At the same time, the library continues its work: supporting reading, guiding research, and shaping a space where learning can take place with purpose. That continuity matters. While the wider system moves, the library holds a thread that connects students, staff, and resources in ways that remain dependable. 

Understanding how policy changes shape the library brings clarity. In this post, we draw on research, real examples, and practical experience to explore how these changes play out and how you can respond in ways that feel manageable and effective. 

Simple Little Library for business and school policies change

Hard Hitting? The Impact of School Policy Changes on School Libraries

The library sits at the intersection of school life. It supports reading, research, curriculum delivery, digital learning, and independent study. Because of this, policy decisions reach into the library from multiple directions at once. 

A change in curriculum shifts demand for resources. New approaches to assessment reshape how students gather and use information. The introduction of new technologies brings additional tools and expectations. Funding decisions influence what can be sustained. Staffing structures determine what is possible in practice. 

When these elements move together, the library becomes a visible and valued part of the school’s learning culture. When they pull in different directions, the library carries the work of holding them together. 

The Hidden Weight of School Policy Changes

Policy changes rarely arrive as a single, coherent shift. New priorities emerge while existing practices continue, and that overlap creates tension. Activity theory offers a helpful way to understand and overcome this. 

In simple terms, the school library operates as part of a wider system made up of: 

  • people (students, admin, teacher, leaders)  
  • tools (books, databases, devices)  
  • rules (policies, timetables, expectations)  
  • roles (who does what, and who has permissions)  

 

When policy changes, these elements do not adjust in unison, hence the tension. It also results in unintended consequences. Take this example from Sweden 

There was a strong push by the Swedish state to embrace technological possibilities and to ensure children and young people were prepared for the workplace. However, as school library print collections were reduced, and electronic devices introduced, reading standards were affected. This policy was reversed, and, 

“It has already had remarkable results. Every child in Bakri’s class can read well, she said, and it helps them not just in Swedish-language teaching but in every subject, from maths to science and geography.” 
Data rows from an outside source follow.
use std::time::{Duration, Instant};

use shared::domain::ConsultationId;
use tracing::debug;

#[derive(Debug, Clone)]
struct TypingEntry {
    user_name: String,
    refreshed_at: Instant,
}

#[derive(Debug, Clone)]
pub struct TypingTracker {
    consultation_id: Option<ConsultationId>,
    entries: Vec<TypingEntry>,
    expiry: Option<Duration>,
}

impl TypingTracker {
    pub fn new(expiry: Option<Duration>) -> Self {
        Self {
            consultation_id: None,
            entries: Vec::new(),
            expiry,
        }
    }

    pub fn active(&self) -> Option<&ConsultationId> {
        self.consultation_id.as_ref()
    }

    pub fn activate(&mut self, consultation_id: Option<ConsultationId>) {
        self.consultation_id = consultation_id;
        self.entries.clear();
    }

    pub fn start(
        &mut self,
        consultation_id: Option<&ConsultationId>,
        user_name: &str,
        now: Instant,
    ) -> bool {
        if !self.accepts(consultation_id) || user_name.is_empty() {
            return false;
        }
        if let Some(entry) = self
            .entries
            .iter_mut()
            .find(|entry| entry.user_name == user_name)
        {
            entry.refreshed_at = now;
            return false;
        }
        self.entries.push(TypingEntry {
            user_name: user_name.to_string(),
            refreshed_at: now,
        });
        true
    }

    pub fn stop(&mut self, consultation_id: Option<&ConsultationId>, user_name: &str) -> bool {
        if !self.accepts(consultation_id) {
            return false;
        }
        let before = self.entries.len();
        self.entries.retain(|entry| entry.user_name != user_name);
        before != self.entries.len()
    }

    pub fn expire(&mut self, now: Instant) -> bool {
        let Some(expiry) = self.expiry else {
            return false;
        };
        let before = self.entries.len();
        self.entries.retain(|entry| {
            let keep = now.saturating_duration_since(entry.refreshed_at) < expiry;
            if !keep {
                debug!(user_name = %entry.user_name, "typing: expired stale indicator");
            }
            keep
        });
        before != self.entries.len()
    }

    pub fn names(&self) -> Vec<String> {
        self.entries
            .iter()
            .map(|entry| entry.user_name.clone())
            .collect()
    }

    pub fn is_empty(&self) -> bool {
        self.entries.is_empty()
    }

    fn accepts(&self, consultation_id: Option<&ConsultationId>) -> bool {
        match (&self.consultation_id, consultation_id) {
            (None, _) => false,
            (Some(_), None) => true,
            (Some(active), Some(incoming)) => active == incoming,
        }
    }
}

#[cfg(test)]
#[path = "tests/typing_tests.rs"]
mod tests;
This is how change often unfolds. One priority surfaces another. The library becomes the place where those priorities collide, and where they must work in practice. 

In many schools, the people guiding this work have been part of the library community for years. That experience brings insight, trust, and a strong sense of what works. At the same time, education continues to evolve – through technology, curriculum, and expectations. Staying grounded draws on that experience while allowing it to develop. 

How You Can Stay Grounded When Everything in the School Environment is Shifting

Clarity begins with purpose. When expectations change, a simple question helps bring focus: 

What do learners in this school need most from the library right now? 

From there, a few principles help guide practice. 

Everything is connected: Changes in one area affect others. A new priority often opens opportunities for the library to contribute in visible and meaningful ways. Recognising these connections supports deliberate action. 

Learn from others and build networks: Professional conversations matter. Sharing ideas with colleagues, within school or across networks, brings perspective, reduces isolation, and keeps library practice moving forward. 

Translate policy into plain English: Policies set direction but are often written in broad or formal language. The library can interpret them in practical terms: what they mean for people, reading, research, and access to information. This work makes the library’s role clearer and more visible. 

Build small and stay visible: Progress develops through consistent, thoughtful action. A well-timed resource collection, a carefully designed display, or targeted support for a department demonstrates impact. These moments build trust over time. 

Library technology is central: Many policy shifts involve technology. The library often manages access, supports effective use, and connects digital tools with learning. Making this work visible strengthens the library’s role across the school. 

Conclusion: Working With School Policy Changes, Not Against Them

Changes in school policies impacts school libraries in immediate and lasting ways. They influence resources, roles, expectations, and the experiences of students and staff. As these changes take hold, they bring points of tension where priorities and practices meet. 

These moments offer insight. They reveal how the system works and where it needs to adjust. Libraries sit at the centre of that process. They translate policy into practice, support learning as it develops, and bring coherence to shifting expectations. 

Staying grounded comes from understanding these connections, drawing on experience, and acting with purpose. Change can unsettle established ways of working. It also creates space to refine, adapt, and strengthen what the library offers. 

As the study referenced above observes, “As educational policy and practice evolve, so too must libraries recognise the value of change and position themselves as vital, effective programmes that both adapt to and lead new ways of teaching and learning.”  

Staying grounded does not mean standing still. It means moving forward with clarity, purpose, and confidence.